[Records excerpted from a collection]

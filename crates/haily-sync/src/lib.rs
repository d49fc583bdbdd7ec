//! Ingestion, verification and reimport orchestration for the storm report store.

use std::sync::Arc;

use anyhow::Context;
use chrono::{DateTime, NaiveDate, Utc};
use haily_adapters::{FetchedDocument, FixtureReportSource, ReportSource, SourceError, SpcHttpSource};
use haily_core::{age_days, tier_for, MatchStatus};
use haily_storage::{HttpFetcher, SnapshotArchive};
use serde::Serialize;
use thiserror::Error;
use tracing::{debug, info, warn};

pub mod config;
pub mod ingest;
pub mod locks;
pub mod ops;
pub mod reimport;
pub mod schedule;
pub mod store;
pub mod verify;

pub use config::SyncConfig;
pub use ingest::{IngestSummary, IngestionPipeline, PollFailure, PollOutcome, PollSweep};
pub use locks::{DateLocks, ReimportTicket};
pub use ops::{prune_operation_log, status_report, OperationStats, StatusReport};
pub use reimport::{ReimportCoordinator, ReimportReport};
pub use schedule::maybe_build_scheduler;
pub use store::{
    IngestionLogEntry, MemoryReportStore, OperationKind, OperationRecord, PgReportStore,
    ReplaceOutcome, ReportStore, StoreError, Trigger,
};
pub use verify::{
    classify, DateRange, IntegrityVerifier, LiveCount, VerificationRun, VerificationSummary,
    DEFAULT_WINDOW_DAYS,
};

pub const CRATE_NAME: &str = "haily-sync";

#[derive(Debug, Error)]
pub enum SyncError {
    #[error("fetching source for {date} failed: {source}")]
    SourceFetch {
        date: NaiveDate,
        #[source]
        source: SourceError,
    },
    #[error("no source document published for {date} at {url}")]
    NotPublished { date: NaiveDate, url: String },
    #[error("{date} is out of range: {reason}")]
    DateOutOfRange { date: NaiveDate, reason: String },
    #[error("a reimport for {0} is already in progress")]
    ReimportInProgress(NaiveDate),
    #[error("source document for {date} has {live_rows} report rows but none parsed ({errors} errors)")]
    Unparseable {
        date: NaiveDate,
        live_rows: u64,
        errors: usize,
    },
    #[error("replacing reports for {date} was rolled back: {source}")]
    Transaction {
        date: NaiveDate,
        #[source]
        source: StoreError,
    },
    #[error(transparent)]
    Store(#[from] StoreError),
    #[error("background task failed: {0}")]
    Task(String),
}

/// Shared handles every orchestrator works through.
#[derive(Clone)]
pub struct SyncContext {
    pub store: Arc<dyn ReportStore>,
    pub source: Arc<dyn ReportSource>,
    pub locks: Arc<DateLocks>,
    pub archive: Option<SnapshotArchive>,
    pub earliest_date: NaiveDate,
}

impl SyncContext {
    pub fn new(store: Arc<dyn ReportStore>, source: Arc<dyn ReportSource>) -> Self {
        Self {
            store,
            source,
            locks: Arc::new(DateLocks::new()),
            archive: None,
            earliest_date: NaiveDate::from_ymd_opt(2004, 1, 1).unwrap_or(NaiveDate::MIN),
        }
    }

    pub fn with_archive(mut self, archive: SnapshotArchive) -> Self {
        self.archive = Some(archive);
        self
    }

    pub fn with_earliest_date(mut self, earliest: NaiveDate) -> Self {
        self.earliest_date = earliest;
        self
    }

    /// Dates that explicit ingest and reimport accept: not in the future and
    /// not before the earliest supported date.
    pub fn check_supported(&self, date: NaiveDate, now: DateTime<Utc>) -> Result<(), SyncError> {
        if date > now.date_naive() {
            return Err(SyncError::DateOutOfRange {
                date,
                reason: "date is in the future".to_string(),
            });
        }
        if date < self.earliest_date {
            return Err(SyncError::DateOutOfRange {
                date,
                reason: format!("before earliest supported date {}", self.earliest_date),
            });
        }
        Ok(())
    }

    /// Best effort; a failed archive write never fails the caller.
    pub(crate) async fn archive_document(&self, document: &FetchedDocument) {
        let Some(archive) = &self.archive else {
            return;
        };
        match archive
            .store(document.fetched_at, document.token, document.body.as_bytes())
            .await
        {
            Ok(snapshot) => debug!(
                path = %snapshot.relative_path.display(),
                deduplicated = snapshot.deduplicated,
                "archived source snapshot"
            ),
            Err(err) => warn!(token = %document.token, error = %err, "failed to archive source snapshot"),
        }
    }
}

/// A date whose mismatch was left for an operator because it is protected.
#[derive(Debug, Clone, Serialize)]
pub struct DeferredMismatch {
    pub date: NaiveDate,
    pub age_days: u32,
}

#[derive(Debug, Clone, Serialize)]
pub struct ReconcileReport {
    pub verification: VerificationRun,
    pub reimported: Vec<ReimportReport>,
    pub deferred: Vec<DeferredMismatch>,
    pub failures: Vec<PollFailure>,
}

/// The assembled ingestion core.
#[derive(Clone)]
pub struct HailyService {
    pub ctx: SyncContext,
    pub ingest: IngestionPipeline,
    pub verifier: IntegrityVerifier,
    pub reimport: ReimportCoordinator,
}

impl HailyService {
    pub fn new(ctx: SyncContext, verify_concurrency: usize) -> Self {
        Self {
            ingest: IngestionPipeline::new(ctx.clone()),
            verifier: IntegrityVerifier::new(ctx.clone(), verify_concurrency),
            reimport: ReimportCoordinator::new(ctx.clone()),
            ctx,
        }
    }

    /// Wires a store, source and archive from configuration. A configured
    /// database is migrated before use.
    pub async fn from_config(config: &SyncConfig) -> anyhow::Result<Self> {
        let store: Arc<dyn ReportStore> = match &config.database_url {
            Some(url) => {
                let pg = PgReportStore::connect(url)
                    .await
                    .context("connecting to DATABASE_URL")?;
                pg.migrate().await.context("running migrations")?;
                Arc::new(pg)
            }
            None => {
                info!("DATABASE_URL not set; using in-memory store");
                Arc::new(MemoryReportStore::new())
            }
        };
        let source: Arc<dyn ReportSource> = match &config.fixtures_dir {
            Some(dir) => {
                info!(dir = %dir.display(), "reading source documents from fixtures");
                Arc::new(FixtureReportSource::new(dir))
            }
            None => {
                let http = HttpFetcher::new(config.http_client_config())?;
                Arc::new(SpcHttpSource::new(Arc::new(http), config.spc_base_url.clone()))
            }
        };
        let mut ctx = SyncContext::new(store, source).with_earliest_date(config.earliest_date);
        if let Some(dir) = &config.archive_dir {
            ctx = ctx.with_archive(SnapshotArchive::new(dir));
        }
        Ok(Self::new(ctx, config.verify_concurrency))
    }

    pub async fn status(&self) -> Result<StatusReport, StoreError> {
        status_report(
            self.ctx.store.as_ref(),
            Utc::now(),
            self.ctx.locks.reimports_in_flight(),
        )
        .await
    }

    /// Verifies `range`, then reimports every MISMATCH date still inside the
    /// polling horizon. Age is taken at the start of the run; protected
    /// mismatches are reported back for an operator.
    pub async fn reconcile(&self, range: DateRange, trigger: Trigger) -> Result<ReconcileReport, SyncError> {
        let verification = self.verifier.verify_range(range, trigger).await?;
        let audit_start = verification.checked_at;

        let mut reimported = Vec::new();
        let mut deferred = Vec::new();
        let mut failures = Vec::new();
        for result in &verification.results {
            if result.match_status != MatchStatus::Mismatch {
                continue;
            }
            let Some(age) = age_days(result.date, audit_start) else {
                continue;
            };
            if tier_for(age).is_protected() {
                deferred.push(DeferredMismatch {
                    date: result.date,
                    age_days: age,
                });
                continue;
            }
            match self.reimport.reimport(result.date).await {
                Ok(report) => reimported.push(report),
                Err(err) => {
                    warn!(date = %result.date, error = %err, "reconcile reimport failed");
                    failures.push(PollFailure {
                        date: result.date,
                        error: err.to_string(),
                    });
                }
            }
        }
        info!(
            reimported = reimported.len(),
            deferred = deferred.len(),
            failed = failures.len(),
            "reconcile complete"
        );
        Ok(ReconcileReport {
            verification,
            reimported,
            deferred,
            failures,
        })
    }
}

==

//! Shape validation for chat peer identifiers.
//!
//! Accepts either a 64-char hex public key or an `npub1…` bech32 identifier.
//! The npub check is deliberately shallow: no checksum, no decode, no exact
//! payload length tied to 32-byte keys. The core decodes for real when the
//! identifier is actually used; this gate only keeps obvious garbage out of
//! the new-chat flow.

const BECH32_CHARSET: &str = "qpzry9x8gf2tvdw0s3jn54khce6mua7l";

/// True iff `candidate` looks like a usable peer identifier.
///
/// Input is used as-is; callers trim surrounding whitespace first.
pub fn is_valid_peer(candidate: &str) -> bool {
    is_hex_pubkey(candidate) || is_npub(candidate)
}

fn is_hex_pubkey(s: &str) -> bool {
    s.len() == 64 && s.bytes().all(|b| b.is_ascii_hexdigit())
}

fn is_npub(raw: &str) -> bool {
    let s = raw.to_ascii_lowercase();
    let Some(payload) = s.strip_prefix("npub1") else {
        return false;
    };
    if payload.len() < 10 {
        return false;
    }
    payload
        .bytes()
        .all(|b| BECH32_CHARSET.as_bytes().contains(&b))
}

- Required action
What is asked for is an exact copy of the lines above from the one containing "filename crates/haily-sync/src/lib.rs" through the one containing "pub enum SyncError", and only those.

- Answer to the problem
filename crates/haily-sync/src/lib.rs
repository d49fc583bdbdd7ec
//! Ingestion, verification and reimport orchestration for the storm report store.

use std::sync::Arc;

use anyhow::Context;
use chrono::{DateTime, NaiveDate, Utc};
use haily_adapters::{FetchedDocument, FixtureReportSource, ReportSource, SourceError, SpcHttpSource};
use haily_core::{age_days, tier_for, MatchStatus};
use haily_storage::{HttpFetcher, SnapshotArchive};
use serde::Serialize;
use thiserror::Error;
use tracing::{debug, info, warn};

pub mod config;
pub mod ingest;
pub mod locks;
pub mod ops;
pub mod reimport;
pub mod schedule;
pub mod store;
pub mod verify;

pub use config::SyncConfig;
pub use ingest::{IngestSummary, IngestionPipeline, PollFailure, PollOutcome, PollSweep};
pub use locks::{DateLocks, ReimportTicket};
pub use ops::{prune_operation_log, status_report, OperationStats, StatusReport};
pub use reimport::{ReimportCoordinator, ReimportReport};
pub use schedule::maybe_build_scheduler;
pub use store::{
    IngestionLogEntry, MemoryReportStore, OperationKind, OperationRecord, PgReportStore,
    ReplaceOutcome, ReportStore, StoreError, Trigger,
};
pub use verify::{
    classify, DateRange, IntegrityVerifier, LiveCount, VerificationRun, VerificationSummary,
    DEFAULT_WINDOW_DAYS,
};

pub const CRATE_NAME: &str = "haily-sync";

#[derive(Debug, Error)]
pub enum SyncError {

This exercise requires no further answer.